Content starts

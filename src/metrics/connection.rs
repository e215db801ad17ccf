//! Connection-level metrics shared by servers, clients and datagram sockets.

use prometheus::{HistogramVec, IntCounterVec, IntGaugeVec};
use std::fmt;
use std::net::SocketAddr;
use std::sync::Arc;

use super::endpoint::EndpointHandle;
use super::labels::LabelComposer;
use super::registry::MetricRegistry;
use super::snapshot::Snapshot;
use super::surface::{BYTE_BUCKETS, MetricSurface, Surface};
use super::timer::OpenTimer;
use crate::config::UriFilter;
use crate::error::MetricsResult;

/// The kind of resource a connection surface instruments.
#[derive(Debug, Clone, Copy, PartialEq, Eq, Hash)]
pub enum ResourceKind {
    HttpServer,
    HttpClient,
    NetServer,
    NetClient,
    Datagram,
}

impl ResourceKind {
    pub fn as_str(&self) -> &'static str {
        match self {
            Self::HttpServer => "http_server",
            Self::HttpClient => "http_client",
            Self::NetServer => "net_server",
            Self::NetClient => "net_client",
            Self::Datagram => "datagram",
        }
    }
}

impl fmt::Display for ResourceKind {
    fn fmt(&self, f: &mut fmt::Formatter<'_>) -> fmt::Result {
        f.write_str(self.as_str())
    }
}

/// Label value for an optional socket address. Unknown peers are `?`.
pub fn address_name(address: Option<SocketAddr>) -> String {
    match address {
        Some(addr) => addr.to_string(),
        None => "?".to_string(),
    }
}

/// Events every connection-oriented resource reports.
///
/// None of these fail: after the surface is closed they are silently
/// ignored.
pub trait ConnectionMetrics: Surface {
    fn connected(&self, remote: Option<SocketAddr>);

    fn disconnected(&self, remote: Option<SocketAddr>);

    fn bytes_read(&self, remote: Option<SocketAddr>, bytes: u64);

    fn bytes_written(&self, remote: Option<SocketAddr>, bytes: u64);

    /// `kind` names the error type, e.g. `"io::ErrorKind::ConnectionReset"`.
    fn exception_occurred(&self, remote: Option<SocketAddr>, kind: &str);

    /// Start timing a request.
    fn begin_request(&self, method: &str, uri: &str) -> RequestHandle;

    /// Finish a request. A `status` of 0 records no response.
    fn end_request(&self, handle: RequestHandle, status: u16);
}

struct EndpointUsage {
    endpoint: EndpointHandle,
    usage: OpenTimer,
}

/// An in-flight request: its duration timer and, on the client side, the
/// endpoint it was dispatched to.
#[must_use = "a request handle must be passed to end_request"]
pub struct RequestHandle {
    timer: OpenTimer,
    endpoint: Option<EndpointUsage>,
}

impl RequestHandle {
    fn new(timer: OpenTimer) -> Self {
        Self {
            timer,
            endpoint: None,
        }
    }

    /// A handle that records nothing when ended.
    pub fn inert() -> Self {
        Self::new(OpenTimer::inert())
    }

    pub(crate) fn with_endpoint(mut self, endpoint: EndpointHandle, usage: OpenTimer) -> Self {
        self.endpoint = Some(EndpointUsage { endpoint, usage });
        self
    }

    pub fn endpoint(&self) -> Option<&EndpointHandle> {
        self.endpoint.as_ref().map(|e| &e.endpoint)
    }

    pub fn is_running(&self) -> bool {
        self.timer.is_running()
    }

    /// Drop the handle without recording anything.
    pub fn discard(self) {
        self.timer.discard();
        if let Some(e) = self.endpoint {
            e.usage.discard();
        }
    }
}

impl fmt::Debug for RequestHandle {
    fn fmt(&self, f: &mut fmt::Formatter<'_>) -> fmt::Result {
        f.debug_struct("RequestHandle")
            .field("timer", &self.timer)
            .field("endpoint", &self.endpoint.as_ref().map(|e| e.endpoint.remote()))
            .finish()
    }
}

/// Connection, byte, exception, request and websocket metrics for one
/// server, client or socket.
pub struct ConnectionSurface {
    kind: ResourceKind,
    surface: MetricSurface,
    uris: Arc<UriFilter>,
    requests: HistogramVec,
    responses: IntCounterVec,
    connections: IntGaugeVec,
    bytes_read: HistogramVec,
    bytes_written: HistogramVec,
    exceptions: IntCounterVec,
    websockets: IntGaugeVec,
}

impl ConnectionSurface {
    pub fn new(
        kind: ResourceKind,
        registry: Arc<MetricRegistry>,
        base_name: &str,
        labels: LabelComposer,
        uris: Arc<UriFilter>,
    ) -> MetricsResult<Self> {
        let surface = MetricSurface::new(registry, base_name, labels);
        let requests = surface.histogram("requests", "Request processing time in seconds", &["method", "uri"])?;
        let responses = surface.counter("responses", "Responses sent, by status code", &["code"])?;
        let connections = surface.gauge("connections", "Open connections", &["remote"])?;
        let bytes_read = surface.histogram_with_buckets("bytes_read", "Bytes read per read event", &["remote"], Some(BYTE_BUCKETS))?;
        let bytes_written = surface.histogram_with_buckets("bytes_written", "Bytes written per write event", &["remote"], Some(BYTE_BUCKETS))?;
        let exceptions = surface.counter("exceptions", "Connection errors, by error kind", &["remote", "name"])?;
        let websockets = surface.gauge("websockets", "Open websockets", &[])?;

        Ok(Self {
            kind,
            surface,
            uris,
            requests,
            responses,
            connections,
            bytes_read,
            bytes_written,
            exceptions,
            websockets,
        })
    }

    pub fn kind(&self) -> ResourceKind {
        self.kind
    }

    pub fn surface(&self) -> &MetricSurface {
        &self.surface
    }

    /// A server push opens a request like any other.
    pub fn response_pushed(&self, method: &str, uri: &str) -> RequestHandle {
        self.begin_request(method, uri)
    }

    /// A websocket upgrade counts as an open websocket.
    pub fn upgrade(&self) {
        self.websocket_connected();
    }

    /// The request was reset before a response; nothing is recorded.
    pub fn request_reset(&self, handle: RequestHandle) {
        handle.discard();
    }

    pub fn websocket_connected(&self) {
        if self.is_closed() {
            return;
        }
        if let Some(g) = self.surface.bound(&self.websockets, &[]) {
            g.inc();
        }
    }

    pub fn websocket_disconnected(&self) {
        if self.is_closed() {
            return;
        }
        if let Some(g) = self.surface.bound(&self.websockets, &[]) {
            g.dec();
        }
    }

    fn connection_delta(&self, remote: Option<SocketAddr>, delta: i64) {
        if self.is_closed() {
            return;
        }
        let remote = address_name(remote);
        if let Some(g) = self.surface.bound(&self.connections, &[remote.as_str()]) {
            g.add(delta);
        }
    }

    fn observe_bytes(&self, vec: &HistogramVec, remote: Option<SocketAddr>, bytes: u64) {
        if self.is_closed() {
            return;
        }
        let remote = address_name(remote);
        if let Some(h) = self.surface.bound(vec, &[remote.as_str()]) {
            h.observe(bytes as f64);
        }
    }
}

impl ConnectionMetrics for ConnectionSurface {
    fn connected(&self, remote: Option<SocketAddr>) {
        self.connection_delta(remote, 1);
    }

    fn disconnected(&self, remote: Option<SocketAddr>) {
        self.connection_delta(remote, -1);
    }

    fn bytes_read(&self, remote: Option<SocketAddr>, bytes: u64) {
        self.observe_bytes(&self.bytes_read, remote, bytes);
    }

    fn bytes_written(&self, remote: Option<SocketAddr>, bytes: u64) {
        self.observe_bytes(&self.bytes_written, remote, bytes);
    }

    fn exception_occurred(&self, remote: Option<SocketAddr>, kind: &str) {
        if self.is_closed() {
            return;
        }
        let remote = address_name(remote);
        if let Some(c) = self.surface.bound(&self.exceptions, &[remote.as_str(), kind]) {
            c.inc();
        }
    }

    fn begin_request(&self, method: &str, uri: &str) -> RequestHandle {
        if self.is_closed() {
            return RequestHandle::inert();
        }
        let uri = self.uris.label(uri);
        let child = self.surface.bound(&self.requests, &[method, uri]);
        RequestHandle::new(OpenTimer::start(child.as_ref()))
    }

    fn end_request(&self, handle: RequestHandle, status: u16) {
        if self.is_closed() {
            handle.discard();
            return;
        }
        if status > 0 {
            let code = status.to_string();
            if let Some(c) = self.surface.bound(&self.responses, &[code.as_str()]) {
                c.inc();
            }
        }
        let _ = handle.timer.observe();
        if let Some(e) = handle.endpoint {
            e.endpoint.dec_in_use();
            let _ = e.usage.observe();
        }
    }
}

impl Surface for ConnectionSurface {
    fn base_name(&self) -> &str {
        self.surface.base_name()
    }

    fn snapshot(&self) -> Snapshot {
        self.surface.snapshot()
    }

    fn close(&self) {
        self.surface.close();
    }

    fn is_closed(&self) -> bool {
        self.surface.is_closed()
    }
}

#[cfg(test)]
mod tests {
    use super::*;
    use crate::config::Match;

    fn server(registry: &Arc<MetricRegistry>, local: &str, uris: UriFilter) -> ConnectionSurface {
        ConnectionSurface::new(
            ResourceKind::HttpServer,
            Arc::clone(registry),
            "http_servers",
            LabelComposer::new([("local", local)]),
            Arc::new(uris),
        )
        .unwrap()
    }

    fn addr(s: &str) -> Option<SocketAddr> {
        Some(s.parse().unwrap())
    }

    #[test]
    fn test_address_name() {
        assert_eq!(address_name(None), "?");
        assert_eq!(address_name(addr("10.0.0.2:5000")), "10.0.0.2:5000");
    }

    #[test]
    fn test_connection_gauge_per_remote() {
        let registry = Arc::new(MetricRegistry::new());
        let s = server(&registry, "0.0.0.0:80", UriFilter::default());
        s.connected(addr("1.1.1.1:1"));
        s.connected(addr("1.1.1.1:1"));
        s.connected(addr("2.2.2.2:2"));
        s.disconnected(addr("1.1.1.1:1"));

        let snap = s.snapshot();
        let conns = &snap["connections"];
        assert_eq!(conns.scalar(&[("remote", "1.1.1.1:1")]), Some(1.0));
        assert_eq!(conns.scalar(&[("remote", "2.2.2.2:2")]), Some(1.0));
    }

    #[test]
    fn test_request_without_status_records_no_response() {
        let registry = Arc::new(MetricRegistry::new());
        let s = server(&registry, "0.0.0.0:80", UriFilter::default());
        let handle = s.begin_request("GET", "/health");
        assert!(handle.is_running());
        s.end_request(handle, 0);

        let snap = s.snapshot();
        assert!(snap["responses"].samples.is_empty());
        assert_eq!(snap["requests"].count(&[("method", "GET"), ("uri", "/health")]), Some(1));
    }

    #[test]
    fn test_uri_filter_folds_unmatched() {
        let registry = Arc::new(MetricRegistry::new());
        let filter = UriFilter::new(&[Match::regex("/users/\\d+").with_alias("/users/:id")]).unwrap();
        let s = server(&registry, "0.0.0.0:80", filter);
        s.end_request(s.begin_request("GET", "/users/42"), 200);
        s.end_request(s.begin_request("GET", "/other"), 404);

        let snap = s.snapshot();
        let requests = &snap["requests"];
        assert_eq!(requests.count(&[("uri", "/users/:id")]), Some(1));
        assert_eq!(requests.count(&[("uri", UriFilter::OTHER)]), Some(1));
    }

    #[test]
    fn test_closed_surface_ignores_events() {
        let registry = Arc::new(MetricRegistry::new());
        let s = server(&registry, "0.0.0.0:80", UriFilter::default());
        let handle = s.begin_request("GET", "/");
        s.close();
        s.connected(addr("1.1.1.1:1"));
        s.exception_occurred(None, "reset");
        s.end_request(handle, 200);
        assert!(!s.begin_request("GET", "/").is_running());
        assert!(registry.is_empty());
    }

    #[test]
    fn test_reset_and_upgrade() {
        let registry = Arc::new(MetricRegistry::new());
        let s = server(&registry, "0.0.0.0:80", UriFilter::default());
        let handle = s.begin_request("GET", "/ws");
        s.upgrade();
        s.request_reset(handle);

        let snap = s.snapshot();
        assert_eq!(snap["websockets"].scalar(&[]), Some(1.0));
        assert_eq!(snap["requests"].count(&[("uri", "/ws")]), Some(0));
    }

    #[test]
    fn test_two_servers_share_collectors() {
        let registry = Arc::new(MetricRegistry::new());
        let a = server(&registry, "0.0.0.0:80", UriFilter::default());
        let b = server(&registry, "0.0.0.0:81", UriFilter::default());
        a.connected(addr("1.1.1.1:1"));
        b.connected(addr("1.1.1.1:1"));
        assert_eq!(registry.owners("http_servers_connections"), 2);

        a.close();
        assert!(registry.contains("http_servers_connections"));
        let snap = b.snapshot();
        let conns = &snap["connections"];
        assert_eq!(conns.samples.len(), 1);
        assert_eq!(conns.scalar(&[("local", "0.0.0.0:81")]), Some(1.0));
    }
}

Content ends

| WORK ORDER |
Starting at the first line of the records above, please copy every line exactly through the line containing "use super::endpoint::EndpointHandle;", and stop there.

| PROBLEM SOLUTION |
filename src/metrics/connection.rs
repository e215db801ad17ccf
//! Connection-level metrics shared by servers, clients and datagram sockets.

use prometheus::{HistogramVec, IntCounterVec, IntGaugeVec};
use std::fmt;
use std::net::SocketAddr;
use std::sync::Arc;

use super::endpoint::EndpointHandle;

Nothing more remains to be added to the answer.